#### What to work on
Take the data below and extract the lines from the one with "pub mod color;" to the one with "use std::path::Path;", inclusive, exactly as written.

#### The data

---

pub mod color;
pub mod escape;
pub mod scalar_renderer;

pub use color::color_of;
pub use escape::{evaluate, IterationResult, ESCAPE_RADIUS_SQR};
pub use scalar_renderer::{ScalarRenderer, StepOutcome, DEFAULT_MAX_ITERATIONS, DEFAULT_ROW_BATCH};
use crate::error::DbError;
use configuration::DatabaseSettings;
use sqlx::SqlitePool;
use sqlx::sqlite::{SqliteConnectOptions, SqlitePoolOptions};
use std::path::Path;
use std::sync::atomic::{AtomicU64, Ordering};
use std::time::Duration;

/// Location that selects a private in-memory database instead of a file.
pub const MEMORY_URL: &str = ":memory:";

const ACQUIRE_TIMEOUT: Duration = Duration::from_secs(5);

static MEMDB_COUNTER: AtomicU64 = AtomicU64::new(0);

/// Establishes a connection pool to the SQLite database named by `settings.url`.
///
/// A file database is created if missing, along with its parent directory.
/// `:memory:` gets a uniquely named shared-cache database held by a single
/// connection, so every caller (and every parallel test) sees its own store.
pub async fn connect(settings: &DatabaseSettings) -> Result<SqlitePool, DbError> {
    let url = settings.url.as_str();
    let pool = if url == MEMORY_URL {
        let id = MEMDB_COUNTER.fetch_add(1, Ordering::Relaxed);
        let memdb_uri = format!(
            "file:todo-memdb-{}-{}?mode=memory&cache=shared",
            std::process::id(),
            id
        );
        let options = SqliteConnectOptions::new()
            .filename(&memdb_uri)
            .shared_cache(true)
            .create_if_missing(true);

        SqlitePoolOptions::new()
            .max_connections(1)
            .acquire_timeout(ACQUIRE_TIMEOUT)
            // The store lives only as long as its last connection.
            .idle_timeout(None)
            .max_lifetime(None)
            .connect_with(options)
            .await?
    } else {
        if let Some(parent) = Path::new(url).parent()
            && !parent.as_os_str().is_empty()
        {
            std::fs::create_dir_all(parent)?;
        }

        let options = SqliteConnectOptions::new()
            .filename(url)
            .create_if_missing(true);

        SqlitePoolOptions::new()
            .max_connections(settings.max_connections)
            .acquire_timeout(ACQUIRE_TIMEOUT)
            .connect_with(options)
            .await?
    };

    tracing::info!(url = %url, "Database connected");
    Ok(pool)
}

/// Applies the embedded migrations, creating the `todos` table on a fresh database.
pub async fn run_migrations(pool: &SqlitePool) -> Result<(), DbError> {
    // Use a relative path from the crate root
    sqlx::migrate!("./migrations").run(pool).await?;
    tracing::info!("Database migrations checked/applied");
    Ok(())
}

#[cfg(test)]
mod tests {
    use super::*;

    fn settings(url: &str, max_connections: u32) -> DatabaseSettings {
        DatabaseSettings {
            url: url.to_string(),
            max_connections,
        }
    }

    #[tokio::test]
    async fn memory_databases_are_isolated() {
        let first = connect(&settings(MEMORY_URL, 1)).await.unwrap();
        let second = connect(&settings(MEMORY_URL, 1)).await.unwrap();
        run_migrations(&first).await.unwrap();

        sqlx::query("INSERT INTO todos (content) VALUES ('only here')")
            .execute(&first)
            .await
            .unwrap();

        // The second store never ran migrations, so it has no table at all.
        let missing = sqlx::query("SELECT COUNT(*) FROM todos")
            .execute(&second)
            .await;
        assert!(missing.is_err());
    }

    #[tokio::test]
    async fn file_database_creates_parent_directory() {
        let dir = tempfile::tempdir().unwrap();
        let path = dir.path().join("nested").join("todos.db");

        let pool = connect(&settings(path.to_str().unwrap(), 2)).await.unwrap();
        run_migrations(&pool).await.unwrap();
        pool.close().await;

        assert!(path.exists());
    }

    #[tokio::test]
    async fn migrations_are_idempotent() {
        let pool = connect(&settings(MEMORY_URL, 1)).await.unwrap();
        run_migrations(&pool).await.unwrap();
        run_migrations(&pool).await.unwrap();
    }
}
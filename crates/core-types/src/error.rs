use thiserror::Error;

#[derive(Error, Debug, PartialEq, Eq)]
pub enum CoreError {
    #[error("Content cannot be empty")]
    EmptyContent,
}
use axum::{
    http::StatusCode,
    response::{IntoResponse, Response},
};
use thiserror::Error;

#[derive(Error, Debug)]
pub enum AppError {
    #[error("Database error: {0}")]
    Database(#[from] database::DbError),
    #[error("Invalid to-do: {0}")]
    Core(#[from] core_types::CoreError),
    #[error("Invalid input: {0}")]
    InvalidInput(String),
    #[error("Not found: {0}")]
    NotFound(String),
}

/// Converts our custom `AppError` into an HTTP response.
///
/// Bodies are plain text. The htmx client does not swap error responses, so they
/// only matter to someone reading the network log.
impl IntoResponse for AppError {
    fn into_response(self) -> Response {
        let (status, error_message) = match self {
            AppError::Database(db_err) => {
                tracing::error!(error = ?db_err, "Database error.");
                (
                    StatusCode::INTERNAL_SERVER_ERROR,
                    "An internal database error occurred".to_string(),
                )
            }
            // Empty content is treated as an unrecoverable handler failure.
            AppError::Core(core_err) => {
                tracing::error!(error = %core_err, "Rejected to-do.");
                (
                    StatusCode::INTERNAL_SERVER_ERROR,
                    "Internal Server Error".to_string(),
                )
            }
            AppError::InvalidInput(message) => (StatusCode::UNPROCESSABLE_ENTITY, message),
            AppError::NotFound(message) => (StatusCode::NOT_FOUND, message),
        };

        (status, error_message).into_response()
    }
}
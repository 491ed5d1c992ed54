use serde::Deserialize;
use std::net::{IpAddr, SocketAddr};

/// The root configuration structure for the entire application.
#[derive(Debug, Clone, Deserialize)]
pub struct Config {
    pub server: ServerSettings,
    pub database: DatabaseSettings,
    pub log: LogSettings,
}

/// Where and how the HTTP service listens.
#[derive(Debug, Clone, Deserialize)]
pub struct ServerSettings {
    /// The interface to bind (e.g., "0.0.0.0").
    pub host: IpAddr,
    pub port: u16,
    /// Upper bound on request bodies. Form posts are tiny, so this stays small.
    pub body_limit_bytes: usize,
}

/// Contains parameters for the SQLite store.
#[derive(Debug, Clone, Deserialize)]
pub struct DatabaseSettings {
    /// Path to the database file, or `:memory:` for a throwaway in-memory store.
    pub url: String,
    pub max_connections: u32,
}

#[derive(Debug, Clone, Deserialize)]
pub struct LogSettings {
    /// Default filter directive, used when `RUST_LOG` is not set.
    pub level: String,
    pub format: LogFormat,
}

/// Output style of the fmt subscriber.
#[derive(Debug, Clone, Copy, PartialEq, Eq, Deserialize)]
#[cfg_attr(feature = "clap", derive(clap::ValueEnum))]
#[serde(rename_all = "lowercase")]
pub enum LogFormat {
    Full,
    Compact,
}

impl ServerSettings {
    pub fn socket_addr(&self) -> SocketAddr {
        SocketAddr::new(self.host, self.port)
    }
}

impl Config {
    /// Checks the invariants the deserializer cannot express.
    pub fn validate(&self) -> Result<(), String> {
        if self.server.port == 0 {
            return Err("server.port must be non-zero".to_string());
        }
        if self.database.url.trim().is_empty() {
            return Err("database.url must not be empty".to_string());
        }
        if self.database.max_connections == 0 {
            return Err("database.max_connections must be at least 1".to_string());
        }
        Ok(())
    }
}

---

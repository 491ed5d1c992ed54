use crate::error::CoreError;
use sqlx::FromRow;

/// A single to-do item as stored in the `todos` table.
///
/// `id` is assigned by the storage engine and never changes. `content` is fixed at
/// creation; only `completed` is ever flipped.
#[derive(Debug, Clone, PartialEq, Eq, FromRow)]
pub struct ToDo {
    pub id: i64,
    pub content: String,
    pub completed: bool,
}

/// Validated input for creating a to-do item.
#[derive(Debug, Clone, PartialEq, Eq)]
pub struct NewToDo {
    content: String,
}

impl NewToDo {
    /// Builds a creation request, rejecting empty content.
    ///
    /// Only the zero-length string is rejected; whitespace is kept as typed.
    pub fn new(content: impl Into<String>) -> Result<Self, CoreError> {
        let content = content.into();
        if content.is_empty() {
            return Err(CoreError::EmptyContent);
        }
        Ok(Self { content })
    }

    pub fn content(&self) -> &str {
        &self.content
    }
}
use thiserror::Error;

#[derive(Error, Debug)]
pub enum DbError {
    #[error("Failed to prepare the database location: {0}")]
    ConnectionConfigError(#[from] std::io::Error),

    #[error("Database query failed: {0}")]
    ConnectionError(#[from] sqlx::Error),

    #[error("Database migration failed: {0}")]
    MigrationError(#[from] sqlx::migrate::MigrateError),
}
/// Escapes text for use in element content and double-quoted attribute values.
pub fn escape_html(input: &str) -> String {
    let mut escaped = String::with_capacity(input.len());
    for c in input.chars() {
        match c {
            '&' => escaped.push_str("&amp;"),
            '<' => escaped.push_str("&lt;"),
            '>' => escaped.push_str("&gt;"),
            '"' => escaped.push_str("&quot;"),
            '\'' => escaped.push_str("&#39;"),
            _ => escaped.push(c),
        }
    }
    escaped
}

---

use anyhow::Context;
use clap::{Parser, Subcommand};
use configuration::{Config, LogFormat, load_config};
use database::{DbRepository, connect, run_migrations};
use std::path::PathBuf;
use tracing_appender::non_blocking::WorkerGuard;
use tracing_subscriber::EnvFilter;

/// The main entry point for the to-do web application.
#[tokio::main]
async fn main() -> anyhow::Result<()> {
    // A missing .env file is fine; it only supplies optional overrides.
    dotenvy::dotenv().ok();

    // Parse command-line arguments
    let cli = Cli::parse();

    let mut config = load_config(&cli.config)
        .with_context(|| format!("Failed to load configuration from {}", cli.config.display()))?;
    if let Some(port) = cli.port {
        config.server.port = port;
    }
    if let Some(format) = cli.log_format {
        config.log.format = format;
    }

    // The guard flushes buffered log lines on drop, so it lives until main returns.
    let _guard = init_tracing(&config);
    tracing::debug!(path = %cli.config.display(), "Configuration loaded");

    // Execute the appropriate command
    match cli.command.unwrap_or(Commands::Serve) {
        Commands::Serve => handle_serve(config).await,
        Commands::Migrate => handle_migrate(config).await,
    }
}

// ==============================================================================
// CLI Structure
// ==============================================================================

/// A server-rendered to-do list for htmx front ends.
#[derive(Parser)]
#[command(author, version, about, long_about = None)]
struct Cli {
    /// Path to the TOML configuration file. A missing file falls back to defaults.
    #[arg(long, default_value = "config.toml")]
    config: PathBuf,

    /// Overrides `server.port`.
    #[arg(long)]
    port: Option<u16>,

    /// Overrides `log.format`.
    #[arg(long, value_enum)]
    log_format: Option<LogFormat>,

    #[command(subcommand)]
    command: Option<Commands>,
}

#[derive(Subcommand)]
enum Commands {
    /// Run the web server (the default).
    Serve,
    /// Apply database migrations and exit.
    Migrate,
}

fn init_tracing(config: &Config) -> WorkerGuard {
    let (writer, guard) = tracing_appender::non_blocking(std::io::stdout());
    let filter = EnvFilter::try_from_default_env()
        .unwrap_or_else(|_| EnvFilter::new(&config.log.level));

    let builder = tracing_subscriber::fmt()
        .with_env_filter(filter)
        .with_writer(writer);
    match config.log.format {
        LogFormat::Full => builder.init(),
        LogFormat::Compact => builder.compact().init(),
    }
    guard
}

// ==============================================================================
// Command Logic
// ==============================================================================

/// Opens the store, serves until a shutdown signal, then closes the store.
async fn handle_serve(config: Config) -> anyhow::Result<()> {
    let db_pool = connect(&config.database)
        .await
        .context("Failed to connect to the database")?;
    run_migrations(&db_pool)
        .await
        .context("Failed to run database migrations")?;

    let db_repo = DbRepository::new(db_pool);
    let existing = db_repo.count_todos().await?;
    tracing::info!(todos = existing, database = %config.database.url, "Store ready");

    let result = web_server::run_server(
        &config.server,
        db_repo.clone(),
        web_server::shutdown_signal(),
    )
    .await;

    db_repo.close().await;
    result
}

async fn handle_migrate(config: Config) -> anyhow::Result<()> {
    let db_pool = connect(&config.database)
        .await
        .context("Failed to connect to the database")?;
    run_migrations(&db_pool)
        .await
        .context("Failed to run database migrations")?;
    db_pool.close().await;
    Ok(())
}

---

#### Exercise solution
pub mod color;
pub mod escape;
pub mod scalar_renderer;

pub use color::color_of;
pub use escape::{evaluate, IterationResult, ESCAPE_RADIUS_SQR};
pub use scalar_renderer::{ScalarRenderer, StepOutcome, DEFAULT_MAX_ITERATIONS, DEFAULT_ROW_BATCH};
use crate::error::DbError;
use configuration::DatabaseSettings;
use sqlx::SqlitePool;
use sqlx::sqlite::{SqliteConnectOptions, SqlitePoolOptions};
use std::path::Path;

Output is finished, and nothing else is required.